Di usia 13 tahun, Mahesa Damar Sakti berhasil mewujudkan pameran tunggal pertamanya, “I Finally Use My Own Hands,” di Orbital Dago, Bandung, 16 April-15 Mei 2022.
Karya dari tangan anak usia 13 tahun ini terlahir dari proses dengan kondisi terbatas. Mahesa Damar Sakti yang hidup dengan autisme memamerkan karya-karya cetak grafisnya sejak tahun 2018 sampai karya-karya terbarunya di tahun ini.
Sejak dikenalkan oleh sang Ibu kepada proses berkarya seni grafis, yaitu printmaking, tanpa disadari ia berkembang dalam segala aspek. Untuk mencapai teknik-teknik kekaryaannya, Mahesa mendapatkan pendampingan dari guru printmaking yang juga seniman muda, Fajar Nurhadi.
Fajar menuturkan, seni cetak bagi Mahesa awalnya difokuskan pada fungsi seni dalam ranah artistik yaitu sarana berekspresi dan aktualisasi diri.
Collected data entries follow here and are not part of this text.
// SPDX-License-Identifier: MIT
//
// Glyph encoder: time fields to boolean matrices.
//
// Digital and icon faces look digits up in fixed tables, one row per byte
// with bit 0 as the rightmost column. The binary face has no tables: each
// field is a single column of its bits, most significant at the top.

use crate::config::{DisplayMode, FaceOptions};
use crate::layout::GlyphSize;
use crate::time::TimeSnapshot;

// ─── Tables ──────────────────────────────────────────────────────────────────

const DIGITAL_WIDTH: u16 = 3;
const ICON_WIDTH: u16 = 5;
const FACE_HEIGHT: u16 = 5;

#[rustfmt::skip]
const DIGITAL: [[u8; 5]; 10] = [
    [0b111, 0b101, 0b101, 0b101, 0b111], // 0
    [0b001, 0b001, 0b001, 0b001, 0b001], // 1
    [0b111, 0b001, 0b111, 0b100, 0b111], // 2
    [0b111, 0b001, 0b111, 0b001, 0b111], // 3
    [0b101, 0b101, 0b111, 0b001, 0b001], // 4
    [0b111, 0b100, 0b111, 0b001, 0b111], // 5
    [0b111, 0b100, 0b111, 0b101, 0b111], // 6
    [0b111, 0b001, 0b001, 0b001, 0b001], // 7
    [0b111, 0b101, 0b111, 0b101, 0b111], // 8
    [0b111, 0b101, 0b111, 0b001, 0b111], // 9
];

#[rustfmt::skip]
const ICON: [[u8; 5]; 10] = [
    [0b01110, 0b10001, 0b10001, 0b10001, 0b01110], // 0
    [0b00100, 0b01100, 0b00100, 0b00100, 0b01110], // 1
    [0b01110, 0b10001, 0b00110, 0b01000, 0b11111], // 2
    [0b11110, 0b00001, 0b01110, 0b00001, 0b11110], // 3
    [0b10010, 0b10010, 0b11111, 0b00010, 0b00010], // 4
    [0b11111, 0b10000, 0b11110, 0b00001, 0b11110], // 5
    [0b01110, 0b10000, 0b11110, 0b10001, 0b01110], // 6
    [0b11111, 0b00001, 0b00010, 0b00100, 0b00100], // 7
    [0b01110, 0b10001, 0b01110, 0b10001, 0b01110], // 8
    [0b01110, 0b10001, 0b01111, 0b00001, 0b01110], // 9
];

const COLON: [u8; 5] = [0, 1, 0, 1, 0];

// ─── Types ───────────────────────────────────────────────────────────────────

/// What a glyph stands for. The compositor picks colors and fill by role.
#[derive(Debug, Clone, Copy, PartialEq, Eq, Hash)]
pub enum GlyphRole {
    Digit,
    Colon,
}

/// A fixed grid of active/inactive cells for one symbol.
#[derive(Debug, Clone, PartialEq, Eq)]
pub struct GlyphMatrix {
    width: u16,
    height: u16,
    cells: Vec<bool>,
    role: GlyphRole,
}

impl GlyphMatrix {
    /// Build from row bitmasks, bit `width - 1` being the leftmost column.
    fn from_rows(width: u16, rows: &[u8], role: GlyphRole) -> Self {
        let mut cells = Vec::with_capacity(usize::from(width) * rows.len());
        for &row in rows {
            for x in (0..width).rev() {
                cells.push((row >> x) & 1 == 1);
            }
        }
        Self {
            width,
            height: u16::try_from(rows.len()).unwrap_or(u16::MAX),
            cells,
            role,
        }
    }

    /// A single column holding `value` in `bits` rows, MSB at the top.
    fn column(value: u32, bits: u16) -> Self {
        let cells = (0..bits).rev().map(|bit| (value >> bit) & 1 == 1).collect();
        Self {
            width: 1,
            height: bits,
            cells,
            role: GlyphRole::Digit,
        }
    }

    #[inline]
    #[must_use]
    pub const fn width(&self) -> u16 {
        self.width
    }

    #[inline]
    #[must_use]
    pub const fn height(&self) -> u16 {
        self.height
    }

    #[inline]
    #[must_use]
    pub const fn role(&self) -> GlyphRole {
        self.role
    }

    #[inline]
    #[must_use]
    pub const fn size(&self) -> GlyphSize {
        GlyphSize {
            width: self.width,
            height: self.height,
        }
    }

    /// Whether the cell at `(x, y)` is lit. Out of range is unlit.
    #[must_use]
    pub fn is_active(&self, x: u16, y: u16) -> bool {
        x < self.width
            && y < self.height
            && self.cells[usize::from(y) * usize::from(self.width) + usize::from(x)]
    }

    /// Rows rendered as `#` and `.`, for tests and debugging.
    #[must_use]
    pub fn rows(&self) -> Vec<String> {
        (0..self.height)
            .map(|y| {
                (0..self.width)
                    .map(|x| if self.is_active(x, y) { '#' } else { '.' })
                    .collect()
            })
            .collect()
    }
}

/// Output of [`encode`].
#[derive(Debug, Clone, PartialEq, Eq)]
pub enum Encoded {
    Glyphs(Vec<GlyphMatrix>),
    Text(String),
}

// ─── Encoding ────────────────────────────────────────────────────────────────

/// Number of bits needed to hold every value up to `max`.
#[must_use]
pub const fn bit_width(max: u32) -> u16 {
    // At most 32, so the narrowing is exact.
    #[allow(clippy::cast_possible_truncation)]
    let bits = (u32::BITS - max.leading_zeros()) as u16;
    bits
}

/// The hour as shown: `0..=23`, or `1..=12` in 12-hour mode.
#[must_use]
pub const fn display_hour(hour: u32, hour_24: bool) -> u32 {
    if hour_24 {
        hour
    } else {
        match hour % 12 {
            0 => 12,
            h => h,
        }
    }
}

/// Encode `snapshot` for the face described by `options`.
#[must_use]
pub fn encode(snapshot: &TimeSnapshot, options: &FaceOptions) -> Encoded {
    let hour = display_hour(snapshot.hour, options.hour_24);
    let mut fields = vec![hour, snapshot.minute];
    if options.seconds {
        fields.push(snapshot.second);
    }

    match options.mode {
        DisplayMode::Date => Encoded::Text(snapshot.date.clone()),
        DisplayMode::Digital => Encoded::Glyphs(table_glyphs(&fields, &DIGITAL, DIGITAL_WIDTH)),
        DisplayMode::Icon => Encoded::Glyphs(table_glyphs(&fields, &ICON, ICON_WIDTH)),
        DisplayMode::Binary => {
            let hour_bits = bit_width(if options.hour_24 { 23 } else { 12 });
            let glyphs = fields
                .iter()
                .enumerate()
                .map(|(i, &value)| {
                    let bits = if i == 0 { hour_bits } else { bit_width(59) };
                    GlyphMatrix::column(value, bits)
                })
                .collect();
            Encoded::Glyphs(glyphs)
        }
    }
}

/// Two digits per field, a colon between fields.
fn table_glyphs(fields: &[u32], table: &[[u8; 5]; 10], width: u16) -> Vec<GlyphMatrix> {
    let mut glyphs = Vec::with_capacity(fields.len() * 3);
    for (i, &value) in fields.iter().enumerate() {
        if i > 0 {
            glyphs.push(GlyphMatrix::from_rows(1, &COLON, GlyphRole::Colon));
        }
        for digit in [value / 10 % 10, value % 10] {
            glyphs.push(GlyphMatrix::from_rows(
                width,
                &table[digit as usize],
                GlyphRole::Digit,
            ));
        }
    }
    debug_assert!(glyphs.iter().all(|g| g.height() == FACE_HEIGHT));
    glyphs
}

// ─── Tests ───────────────────────────────────────────────────────────────────

#[cfg(test)]
mod tests {
    use super::*;
    use pretty_assertions::assert_eq;

    fn options(mode: DisplayMode) -> FaceOptions {
        FaceOptions {
            mode,
            ..FaceOptions::default()
        }
    }

    fn glyphs(encoded: Encoded) -> Vec<GlyphMatrix> {
        match encoded {
            Encoded::Glyphs(g) => g,
            Encoded::Text(t) => panic!("expected glyphs, got text {t:?}"),
        }
    }

    #[test]
    fn digital_full_time() {
        let g = glyphs(encode(
            &TimeSnapshot::from_hms(23, 59, 59),
            &options(DisplayMode::Digital),
        ));
        assert_eq!(g.len(), 8);
        let roles: Vec<_> = g.iter().map(GlyphMatrix::role).collect();
        assert_eq!(
            roles,
            vec![
                GlyphRole::Digit,
                GlyphRole::Digit,
                GlyphRole::Colon,
                GlyphRole::Digit,
                GlyphRole::Digit,
                GlyphRole::Colon,
                GlyphRole::Digit,
                GlyphRole::Digit,
            ]
        );
        assert_eq!(g[0].rows(), ["###", "..#", "###", "#..", "###"]);
        assert_eq!(g[1].rows(), ["###", "..#", "###", "..#", "###"]);
        assert_eq!(g[2].rows(), [".", "#", ".", "#", "."]);
        assert_eq!(g[3].rows(), ["###", "#..", "###", "..#", "###"]);
        assert_eq!(g[4].rows(), ["###", "#.#", "###", "..#", "###"]);
        assert_eq!(g[7], g[4]);
    }

    #[test]
    fn digital_without_seconds() {
        let opts = FaceOptions {
            seconds: false,
            ..options(DisplayMode::Digital)
        };
        let g = glyphs(encode(&TimeSnapshot::from_hms(7, 5, 0), &opts));
        assert_eq!(g.len(), 5);
        assert_eq!(g[0].rows(), ["###", "#.#", "#.#", "#.#", "###"]);
        assert_eq!(g[1].rows(), ["###", "..#", "..#", "..#", "..#"]);
    }

    #[test]
    fn twelve_hour_clock() {
        assert_eq!(display_hour(0, false), 12);
        assert_eq!(display_hour(12, false), 12);
        assert_eq!(display_hour(13, false), 1);
        assert_eq!(display_hour(23, false), 11);
        assert_eq!(display_hour(0, true), 0);
    }

    #[test]
    fn bit_widths() {
        assert_eq!(bit_width(23), 5);
        assert_eq!(bit_width(12), 4);
        assert_eq!(bit_width(59), 6);
        assert_eq!(bit_width(1), 1);
        assert_eq!(bit_width(0), 0);
    }

    #[test]
    fn binary_columns() {
        let g = glyphs(encode(
            &TimeSnapshot::from_hms(13, 42, 7),
            &options(DisplayMode::Binary),
        ));
        let heights: Vec<_> = g.iter().map(GlyphMatrix::height).collect();
        assert_eq!(heights, vec![5, 6, 6]);
        assert!(g.iter().all(|m| m.width() == 1 && m.role() == GlyphRole::Digit));
        assert_eq!(g[0].rows().concat(), "01101".replace('0', ".").replace('1', "#"));
        assert_eq!(g[1].rows().concat(), "101010".replace('0', ".").replace('1', "#"));
        assert_eq!(g[2].rows().concat(), "000111".replace('0', ".").replace('1', "#"));
    }

    #[test]
    fn binary_twelve_hour_uses_four_bits() {
        let opts = FaceOptions {
            hour_24: false,
            seconds: false,
            ..options(DisplayMode::Binary)
        };
        let g = glyphs(encode(&TimeSnapshot::from_hms(0, 0, 0), &opts));
        assert_eq!(g.len(), 2);
        assert_eq!(g[0].height(), 4);
        assert_eq!(g[0].rows().concat(), "##..");
    }

    #[test]
    fn icon_glyphs_are_five_wide() {
        let g = glyphs(encode(
            &TimeSnapshot::from_hms(10, 0, 0),
            &options(DisplayMode::Icon),
        ));
        assert_eq!(g.len(), 8);
        assert_eq!(g[0].size(), GlyphSize { width: 5, height: 5 });
        assert_eq!(g[2].size(), GlyphSize { width: 1, height: 5 });
        assert_eq!(g[0].rows(), ["..#..", ".##..", "..#..", "..#..", ".###."]);
    }

    #[test]
    fn icon_table_differs_from_digital() {
        for d in 0..10 {
            assert_ne!(DIGITAL[d], ICON[d], "digit {d}");
        }
    }

    #[test]
    fn date_mode_is_text() {
        let mut snap = TimeSnapshot::from_hms(1, 2, 3);
        snap.date = "Tue Mar 05 2024".into();
        assert_eq!(
            encode(&snap, &options(DisplayMode::Date)),
            Encoded::Text("Tue Mar 05 2024".into())
        );
    }

    #[test]
    fn out_of_range_is_inactive() {
        let g = GlyphMatrix::from_rows(3, &DIGITAL[8], GlyphRole::Digit);
        assert!(g.is_active(0, 0));
        assert!(!g.is_active(3, 0));
        assert!(!g.is_active(0, 5));
    }
}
Dalam perjalanannya, celah pada proses kreatif dalam berkarya seni cetak grafis Mahesa dinilai berpotensi menyalurkan kebutuhan sensorik dan motorik untuk dikembangkan.
“Mengacu pada piramida belajar Williams dan Shellenberger, Mahesa secara bertahap memenuhi kebutuhan sensoriknya agar kemudian terlatih, selanjutnya motorik hingga perseptual motoriknya,” ujarnya.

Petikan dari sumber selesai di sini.